— travessão · a cidade interrompe e recomeça
O Cínico do Bloco Y
perfil de um homem que envelheceu antes da esperança
Nicanor V.D.M. tem 82 anos. E contando, segundo ele. Mas só por teimosia estatística.
Foi aposentado compulsoriamente do extinto Departamento de Análise e Distribuição de Clipe de Papel, órgão tão necessário que nem os servidores sabiam explicar sua finalidade sem consultar três memorandos, duas portarias e uma garrafa térmica de café.
Nicanor jura que o departamento era estratégico para a segurança nacional.
Durante 57 anos, carimbou documentos, alguns talvez sigilosos, outros certamente inúteis. Dominou como poucos a arte de usar um furador de papel sem ferir a mão, habilidade que, segundo ele, “o Estado brasileiro jamais soube remunerar com a devida reverência”.
Nunca aceitou, aliás, que a turma do andar de cima — os grampeadores — tivesse conquistado adicional de periculosidade antes dos clipadores. “Um absurdo institucional”, repetia. “Quem nunca levou um clipe enferrujado debaixo da unha não sabe o que é servir ao país.”
Nicanor vê o mundo com a perspectiva de um limão espremido.
Se algo pode dar errado, ele não apenas já previu: também redigiu o epitáfio, protocolou a cópia e deixou uma versão revisada para o caso de a tragédia ser ainda mais burra do que o esperado.
Considera-se um otimista pela manhã, um realista à tarde e um pessimista à noite, porque acredita que o dia seguinte sempre encontra um jeito de decepcionar com criatividade. Seu sarcasmo poderia cortar a grama alta da quadra. No grupo de mensagens da vizinhança, Nicanor é uma instituição informal. Uma espécie de Tribunal de Contas do Absurdo Cotidiano.
Nada escapa ao seu olhar rabugento: a calçada quebrada, o cachorro do vizinho, o pão murcho da padaria, o carro mal estacionado, a pauta da assembleia do condomínio — que ele não perde uma —, a criançada que brinca e faz barulho, o síndico que prometeu providências e a humanidade inteira.
Certa vez, apareceram pegadas no cimento fresco da nova calçada.
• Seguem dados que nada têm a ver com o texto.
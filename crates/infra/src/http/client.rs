//! Shared reqwest client with retry on transient failures.
//!
//! Server errors and `429 Too Many Requests` are retried with exponential
//! backoff. A numeric `Retry-After` header overrides the backoff, capped at
//! `max_retry_after`.

use std::time::Duration;

use reqwest::header::RETRY_AFTER;
use reqwest::{Client as ReqwestClient, Method, RequestBuilder, Response, StatusCode};
use sellersync_domain::SellerSyncError;
use tracing::{debug, warn};

use crate::errors::InfraError;

#[derive(Clone)]
pub struct HttpClient {
    client: ReqwestClient,
    max_attempts: usize,
    base_backoff: Duration,
    max_retry_after: Duration,
}

impl std::fmt::Debug for HttpClient {
    fn fmt(&self, f: &mut std::fmt::Formatter<'_>) -> std::fmt::Result {
        f.debug_struct("HttpClient")
            .field("max_attempts", &self.max_attempts)
            .field("base_backoff", &self.base_backoff)
            .finish_non_exhaustive()
    }
}

impl HttpClient {
    pub fn builder() -> HttpClientBuilder {
        HttpClientBuilder::default()
    }

    pub fn new() -> Result<Self, SellerSyncError> {
        Self::builder().build()
    }

    pub fn request<U>(&self, method: Method, url: U) -> RequestBuilder
    where
        U: reqwest::IntoUrl,
    {
        self.client.request(method, url)
    }

    /// Execute the provided request builder with retry semantics.
    ///
    /// The final response is returned whatever its status; only transport
    /// failures become errors.
    pub async fn send(&self, builder: RequestBuilder) -> Result<Response, SellerSyncError> {
        let attempts = self.max_attempts.max(1);

        for attempt in 1..=attempts {
            let request = builder
                .try_clone()
                .ok_or_else(|| {
                    SellerSyncError::Internal(
                        "request body cannot be cloned; buffer the body to enable retries".into(),
                    )
                })?
                .build()
                .map_err(|err| SellerSyncError::from(InfraError::from(err)))?;

            let method = request.method().clone();
            let path = request.url().path().to_string();
            debug!(attempt, %method, %path, "sending HTTP request");

            match self.client.execute(request).await {
                Ok(response) => {
                    let status = response.status();
                    debug!(attempt, %method, %path, %status, "received HTTP response");

                    if is_retryable_status(status) && attempt < attempts {
                        let delay = self.retry_delay(attempt, &response);
                        warn!(attempt, %method, %path, %status, ?delay, "retrying HTTP request");
                        tokio::time::sleep(delay).await;
                        continue;
                    }

                    return Ok(response);
                }
                Err(err) => {
                    debug!(attempt, %method, %path, error = %err, "HTTP request failed");

                    if attempt < attempts && should_retry_error(&err) {
                        tokio::time::sleep(self.backoff_delay(attempt)).await;
                        continue;
                    }

                    return Err(InfraError::from(err).into());
                }
            }
        }

        Err(SellerSyncError::Internal("http client exhausted retries without producing a result".into()))
    }

    fn backoff_delay(&self, retry_number: usize) -> Duration {
        let shift = u32::try_from(retry_number.saturating_sub(1).min(8)).unwrap_or(8);
        self.base_backoff.saturating_mul(1u32 << shift)
    }

    fn retry_delay(&self, retry_number: usize, response: &Response) -> Duration {
        response
            .headers()
            .get(RETRY_AFTER)
            .and_then(|value| value.to_str().ok())
            .and_then(|value| value.trim().parse::<u64>().ok())
            .map(|secs| Duration::from_secs(secs).min(self.max_retry_after))
            .unwrap_or_else(|| self.backoff_delay(retry_number))
    }
}

#[derive(Debug)]
pub struct HttpClientBuilder {
    timeout: Duration,
    max_attempts: usize,
    base_backoff: Duration,
    max_retry_after: Duration,
    user_agent: Option<String>,
}

impl Default for HttpClientBuilder {
    fn default() -> Self {
        Self {
            timeout: Duration::from_secs(30),
            max_attempts: 3,
            base_backoff: Duration::from_millis(200),
            max_retry_after: Duration::from_secs(10),
            user_agent: Some(concat!("sellersync/", env!("CARGO_PKG_VERSION")).to_string()),
        }
    }
}

impl HttpClientBuilder {
    pub fn timeout(mut self, timeout: Duration) -> Self {
        self.timeout = timeout;
        self
    }

    /// Total number of attempts (initial try + retries).
    pub fn max_attempts(mut self, attempts: usize) -> Self {
        self.max_attempts = attempts.max(1);
        self
    }

    pub fn base_backoff(mut self, backoff: Duration) -> Self {
        self.base_backoff = backoff;
        self
    }

    pub fn max_retry_after(mut self, cap: Duration) -> Self {
        self.max_retry_after = cap;
        self
    }

    pub fn user_agent(mut self, agent: impl Into<String>) -> Self {
        self.user_agent = Some(agent.into());
        self
    }

    pub fn build(self) -> Result<HttpClient, SellerSyncError> {
        let mut builder = ReqwestClient::builder().timeout(self.timeout).no_proxy();

        if let Some(agent) = self.user_agent {
            builder = builder.user_agent(agent);
        }

        let client = builder.build().map_err(|err| SellerSyncError::from(InfraError::from(err)))?;

        Ok(HttpClient {
            client,
            max_attempts: self.max_attempts.max(1),
            base_backoff: self.base_backoff,
            max_retry_after: self.max_retry_after,
        })
    }
}

fn is_retryable_status(status: StatusCode) -> bool {
    status.is_server_error() || status == StatusCode::TOO_MANY_REQUESTS
}

fn should_retry_error(err: &reqwest::Error) -> bool {
    err.is_timeout() || err.is_connect() || err.is_request()
}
Molecagem de criança.
O grupão entrou em combustão.
Nicanor, naturalmente, acendeu o fósforo.
— Agora temos uma calçada da infâmia? Isso é bom! Acho que deveríamos emoldurar as pegadas e vender como arte conceitual para pagar o conserto. A Delinquência em Concreto. Não é isso que esse pessoal alternativo faz?
Nicanor não comenta.
Ele sentencia.
E toda sentença vem com gosto de leite azedo, azia antiga e uma pequena alegria de ver o mundo confirmando suas piores expectativas.
Aplicativos, festas juninas, panetones fora de época, obras públicas, reuniões de condomínio: tudo lhe parece prova documental de que a civilização foi um experimento apressado e, definitivamente, malsucedido.
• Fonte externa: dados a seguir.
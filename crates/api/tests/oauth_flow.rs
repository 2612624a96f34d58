//! Integration tests for the marketplace connect flow

mod support;

use axum::body::Body;
use axum::http::{Request, StatusCode};
use chrono::{Duration, Utc};
use support::{cookie_pair, json_body, location, query_value, set_cookie, spawn_app, FRONTEND};

/// Validates the redirect issued by `/oauth/start`.
///
/// Assertions:
/// - Redirects to the configured authorization URL with an S256 challenge.
/// - Sets an HTTP-only state cookie that lives five minutes.
/// - The cookie carries the same state token as the URL.
#[tokio::test]
async fn test_start_redirects_with_state_cookie() {
    let app = spawn_app().await;

    let response = app.get("/oauth/start").await;

    assert_eq!(response.status(), StatusCode::SEE_OTHER);
    let url = location(&response);
    assert!(url.starts_with(&format!("{}/authorization?", app.marketplace.uri())));
    assert!(url.contains("code_challenge_method=S256"));
    assert!(url.contains("client_id=app-123"));

    let cookie = set_cookie(&response);
    assert!(cookie.contains("HttpOnly"));
    assert!(cookie.contains("Max-Age=300"));
    let state = query_value(url, "state").unwrap();
    assert!(cookie_pair(&response).starts_with(&format!("sellersync_oauth_state={state}.")));
}

/// Validates a successful callback.
///
/// Assertions:
/// - Redirects to the dashboard with the new account id.
/// - Clears the state cookie.
/// - The account is listed with the seller id from the token response.
#[tokio::test]
async fn test_callback_connects_account() {
    let app = spawn_app().await;

    let response = app.connect(1001).await;

    assert_eq!(response.status(), StatusCode::SEE_OTHER);
    let target = location(&response).to_string();
    assert!(target.starts_with(&format!("{FRONTEND}/connect/success?account_id=")), "{target}");
    assert!(set_cookie(&response).contains("Max-Age=0"));

    let accounts = json_body(app.get("/accounts").await).await;
    let accounts = accounts.as_array().unwrap();
    assert_eq!(accounts.len(), 1);
    assert_eq!(accounts[0]["seller_id"], "1001");
    assert_eq!(Some(accounts[0]["id"].as_str().unwrap().to_string()), query_value(&target, "account_id"));

    app.ctx.shutdown().await;
}

/// Validates that a state can be redeemed once.
#[tokio::test]
async fn test_replayed_callback_is_rejected() {
    let app = spawn_app().await;
    app.mount_token_endpoint(1001).await;

    let start = app.get("/oauth/start").await;
    let state = query_value(location(&start), "state").unwrap();
    let callback = format!("/oauth/callback?code=TG-code&state={state}");

    let first = app.get(&callback).await;
    assert!(location(&first).contains("/connect/success"));

    let replay = app.get(&callback).await;
    assert_eq!(
        location(&replay),
        format!("{FRONTEND}/connect/error?reason=invalid_callback")
    );

    app.ctx.shutdown().await;
}

/// Validates the error redirects.
///
/// Assertions:
/// - A callback without a code fails with `invalid_callback`.
/// - A provider-side denial fails with `invalid_callback`.
/// - Nothing is exchanged with the token endpoint.
#[tokio::test]
async fn test_callback_errors_redirect_to_dashboard() {
    let app = spawn_app().await;

    let missing_code = app.get("/oauth/callback?state=abc").await;
    assert_eq!(missing_code.status(), StatusCode::SEE_OTHER);
    assert_eq!(location(&missing_code), format!("{FRONTEND}/connect/error?reason=invalid_callback"));

    let denied = app.get("/oauth/callback?error=access_denied&state=abc").await;
    assert_eq!(location(&denied), format!("{FRONTEND}/connect/error?reason=invalid_callback"));

    assert!(app.marketplace.received_requests().await.unwrap_or_default().is_empty());
}

/// Validates the cookie fallback when the pending state is gone.
///
/// A correctly signed cookie for a state the server no longer holds cannot
/// supply a PKCE verifier, so the callback asks the user to restart.
#[tokio::test]
async fn test_cookie_fallback_requires_verifier() {
    let app = spawn_app().await;
    let cookie = app.ctx.cookie_signer.sign("ghost-state", Utc::now() + Duration::minutes(5));

    let response = app
        .send(
            Request::get("/oauth/callback?code=TG-code&state=ghost-state")
                .header("cookie", format!("sellersync_oauth_state={cookie}"))
                .body(Body::empty())
                .unwrap(),
        )
        .await;

    assert_eq!(
        location(&response),
        format!("{FRONTEND}/connect/error?reason=pkce_verifier_missing")
    );
}

/// Validates that a rejected exchange surfaces as a terminal failure.
#[tokio::test]
async fn test_rejected_exchange_redirects_with_reason() {
    use wiremock::matchers::{method, path};
    use wiremock::{Mock, ResponseTemplate};

    let app = spawn_app().await;
    Mock::given(method("POST"))
        .and(path("/oauth/token"))
        .respond_with(ResponseTemplate::new(400).set_body_string(r#"{"error":"invalid_grant"}"#))
        .mount(&app.marketplace)
        .await;

    let start = app.get("/oauth/start").await;
    let state = query_value(location(&start), "state").unwrap();
    let response = app.get(&format!("/oauth/callback?code=bad&state={state}")).await;

    assert_eq!(
        location(&response),
        format!("{FRONTEND}/connect/error?reason=token_exchange_failed")
    );
    let accounts = json_body(app.get("/accounts").await).await;
    assert!(accounts.as_array().unwrap().is_empty());
}
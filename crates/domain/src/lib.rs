//! # SellerSync Domain
//!
//! Business domain types for the marketplace credential and synchronization
//! engine.
//!
//! This crate contains:
//! - Account, credential and pending-authorization records
//! - Sync run state, webhook ledger entries and queue message payloads
//! - Mirrored marketplace resources (listings, orders, shipments, questions)
//! - The `SellerSyncError` taxonomy and `Result` alias
//! - Configuration structures and domain constants
//!
//! ## Architecture
//! - No dependencies on other SellerSync crates
//! - Only external dependencies allowed
//! - Pure domain models and data structures

pub mod config;
pub mod constants;
pub mod errors;
pub mod macros;
pub mod types;

// Re-export commonly used items
pub use config::*;
pub use errors::*;
pub use types::*;
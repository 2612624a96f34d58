//! Port interface for the message queue feeding the webhook worker

use sellersync_common::sync::queue::{Delivery, DeliveryQueue, QueueError};
use sellersync_domain::{QueueMessage, Result, SellerSyncError};
use uuid::Uuid;

/// At-least-once queue with manual acknowledgement.
///
/// `receive` hides messages for a visibility window; only `delete` removes
/// them for good. Anything not deleted is delivered again.
pub trait MessageQueue: Send + Sync {
    fn enqueue(&self, message: QueueMessage) -> Uuid;

    fn receive(&self, max: usize) -> Vec<Delivery<QueueMessage>>;

    fn delete(&self, delivery: &Delivery<QueueMessage>) -> Result<()>;

    /// Messages not yet acknowledged.
    fn len(&self) -> usize;

    fn is_empty(&self) -> bool {
        self.len() == 0
    }
}

impl MessageQueue for DeliveryQueue<QueueMessage> {
    fn enqueue(&self, message: QueueMessage) -> Uuid {
        DeliveryQueue::enqueue(self, message)
    }

    fn receive(&self, max: usize) -> Vec<Delivery<QueueMessage>> {
        DeliveryQueue::receive(self, max)
    }

    fn delete(&self, delivery: &Delivery<QueueMessage>) -> Result<()> {
        DeliveryQueue::delete(self, &delivery.receipt).map_err(|e| match e {
            QueueError::ReceiptNotFound(receipt) => {
                SellerSyncError::NotFound(format!("queue receipt {receipt}"))
            }
            other => SellerSyncError::Internal(other.to_string()),
        })
    }

    fn len(&self) -> usize {
        DeliveryQueue::len(self)
    }
}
Ainda assim, Nicanor participa.
Reclama, mas está lá.
Critica a assembleia, mas assina a lista.
Desdenha da confraternização, mas leva farofa.
Diz que odeia o grupo de mensagens, mas responde em dois minutos.
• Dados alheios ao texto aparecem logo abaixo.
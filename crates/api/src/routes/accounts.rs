//! Account listing and on-demand sync

use std::collections::BTreeMap;
use std::str::FromStr;

use axum::extract::{Path, Query, State};
use axum::http::StatusCode;
use axum::Json;
use sellersync_domain::{Account, ResourceKind, SellerSyncError, StartOutcome, SyncRun, SyncScope};
use serde::{Deserialize, Serialize};
use uuid::Uuid;

use super::SharedContext;
use crate::error::ApiResult;

#[derive(Debug, Serialize)]
pub struct AccountSummary {
    #[serde(flatten)]
    pub account: Account,
    pub syncing: bool,
    pub mirrored: BTreeMap<ResourceKind, u64>,
}

pub async fn list(State(ctx): State<SharedContext>) -> ApiResult<Json<Vec<AccountSummary>>> {
    let accounts = ctx.accounts.list().await?;
    let mut summaries = Vec::with_capacity(accounts.len());
    for account in accounts {
        let mirrored = ctx.mirror.counts(account.id).await?;
        let syncing = ctx.orchestrator.is_running(account.id);
        summaries.push(AccountSummary { account, syncing, mirrored });
    }
    Ok(Json(summaries))
}

#[derive(Debug, Default, Deserialize)]
pub struct SyncParams {
    pub scope: Option<String>,
    pub days: Option<u32>,
}

#[derive(Debug, Serialize)]
pub struct SyncAccepted {
    pub status: StartOutcome,
}

/// Responds `202` whether a run started or one was already active.
pub async fn start_sync(
    State(ctx): State<SharedContext>,
    Path(account_id): Path<Uuid>,
    Query(params): Query<SyncParams>,
) -> ApiResult<(StatusCode, Json<SyncAccepted>)> {
    let scope = match params.scope.as_deref() {
        Some(raw) => SyncScope::from_str(raw).map_err(SellerSyncError::InvalidInput)?,
        None => SyncScope::All,
    };

    let status = ctx.orchestrator.start(account_id, scope, params.days).await?;
    Ok((StatusCode::ACCEPTED, Json(SyncAccepted { status })))
}

pub async fn sync_status(
    State(ctx): State<SharedContext>,
    Path(account_id): Path<Uuid>,
) -> ApiResult<Json<SyncRun>> {
    Ok(Json(ctx.orchestrator.status(account_id)?))
}
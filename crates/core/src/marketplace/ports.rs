//! Port interface for authenticated marketplace API calls

use async_trait::async_trait;
use sellersync_domain::Result;
use serde_json::Value;

#[derive(Debug, Clone, Copy, PartialEq, Eq)]
pub enum ApiMethod {
    Get,
    Post,
    Put,
    Delete,
}

/// A marketplace API call, independent of the credentials it is sent with.
#[derive(Debug, Clone, PartialEq)]
pub struct ApiRequest {
    pub method: ApiMethod,
    /// Path relative to the API base URL, starting with `/`.
    pub path: String,
    pub query: Vec<(String, String)>,
    pub body: Option<Value>,
}

impl ApiRequest {
    #[must_use]
    pub fn get(path: impl Into<String>) -> Self {
        Self { method: ApiMethod::Get, path: path.into(), query: Vec::new(), body: None }
    }

    #[must_use]
    pub fn query(mut self, key: impl Into<String>, value: impl ToString) -> Self {
        self.query.push((key.into(), value.to_string()));
        self
    }

    /// First query value for `key`.
    #[must_use]
    pub fn query_value(&self, key: &str) -> Option<&str> {
        self.query.iter().find(|(k, _)| k == key).map(|(_, v)| v.as_str())
    }
}

/// Trait for sending requests to the marketplace resource API
///
/// Implementations map a 401 to `SellerSyncError::Unauthorized`, any other
/// non-2xx to `SellerSyncError::UpstreamError` (message via
/// [`upstream_message`]) and transport failures to `SellerSyncError::Network`.
#[async_trait]
pub trait MarketplaceApi: Send + Sync {
    async fn send(&self, access_token: &str, request: &ApiRequest) -> Result<Value>;
}

/// Best-effort human message from a marketplace error payload.
///
/// Error bodies are not uniformly shaped: tries `message`, then `error`, then
/// a `cause` array of `{code, message}` objects joined with `; `.
#[must_use]
pub fn upstream_message(body: &Value) -> Option<String> {
    let non_empty = |v: &Value| v.as_str().map(str::trim).filter(|s| !s.is_empty()).map(String::from);

    if let Some(message) = body.get("message").and_then(non_empty) {
        return Some(message);
    }
    if let Some(error) = body.get("error").and_then(non_empty) {
        return Some(error);
    }
    let causes: Vec<String> = body
        .get("cause")
        .and_then(Value::as_array)?
        .iter()
        .filter_map(|cause| {
            let message = cause.get("message").and_then(non_empty);
            let code = cause.get("code").and_then(|c| match c {
                Value::String(s) if !s.is_empty() => Some(s.clone()),
                Value::Number(n) => Some(n.to_string()),
                _ => None,
            });
            match (code, message) {
                (Some(code), Some(message)) => Some(format!("{code}: {message}")),
                (None, Some(message)) => Some(message),
                (Some(code), None) => Some(code),
                (None, None) => None,
            }
        })
        .collect();
    (!causes.is_empty()).then(|| causes.join("; "))
}

#[cfg(test)]
mod tests {
    use serde_json::json;

    use super::*;

    /// Validates message extraction precedence.
    ///
    /// Assertions:
    /// - `message` wins over `error` and `cause`.
    /// - `error` is used when `message` is absent or blank.
    /// - `cause` entries are joined in order.
    #[test]
    fn test_upstream_message_precedence() {
        assert_eq!(
            upstream_message(&json!({"message": "item not found", "error": "not_found"})).as_deref(),
            Some("item not found")
        );
        assert_eq!(
            upstream_message(&json!({"message": " ", "error": "forbidden"})).as_deref(),
            Some("forbidden")
        );
        assert_eq!(
            upstream_message(&json!({"cause": [
                {"code": "item.price.invalid", "message": "price too low"},
                {"code": 42, "message": "second"}
            ]}))
            .as_deref(),
            Some("item.price.invalid: price too low; 42: second")
        );
        assert_eq!(upstream_message(&json!({"status": 500})), None);
        assert_eq!(upstream_message(&json!("plain text")), None);
    }

    #[test]
    fn test_request_builder() {
        let request = ApiRequest::get("/orders/search").query("seller", 7).query("offset", 0);
        assert_eq!(request.query_value("seller"), Some("7"));
        assert_eq!(request.query_value("limit"), None);
        assert_eq!(request.method, ApiMethod::Get);
    }
}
Por baixo da casca de limão, há quem creia que bate um coração.
Descompassado. Nervoso. Talvez machucado. Mas existe.
Ele é o tipo de vizinho que ninguém gostaria de ter, até precisar de alguém que saiba onde fica o registro de água desativado que pode estar vazando, qual empresa fez a última reforma da garagem e qual morador deu calote em 1993.
Nicanor V.D.M. é um poço de sabedoria inútil.
Mas sabedoria inútil, convém lembrar, muitas vezes é apenas sabedoria antes de encontrar ocasião.
No Grupão do Zap da Vizinhança, ele transforma a indignação coletiva em espetáculo, a fofoca em crônica, a reclamação em método e a vida em uma longa repartição pública onde ninguém sabe exatamente quem carimbou o absurdo.
Pelo excesso, revela o excesso.
Pelo mau humor, denuncia a alegria falsa.
Pela implicância, mostra aquilo que todo mundo viu, mas preferiu deixar passar para não parecer inconveniente. Nicanor é inconveniente por vocação. Um cínico convicto. E, em tempos educadamente insuportáveis, talvez toda vizinhança precise de alguém que avise: o cimento ainda está fresco.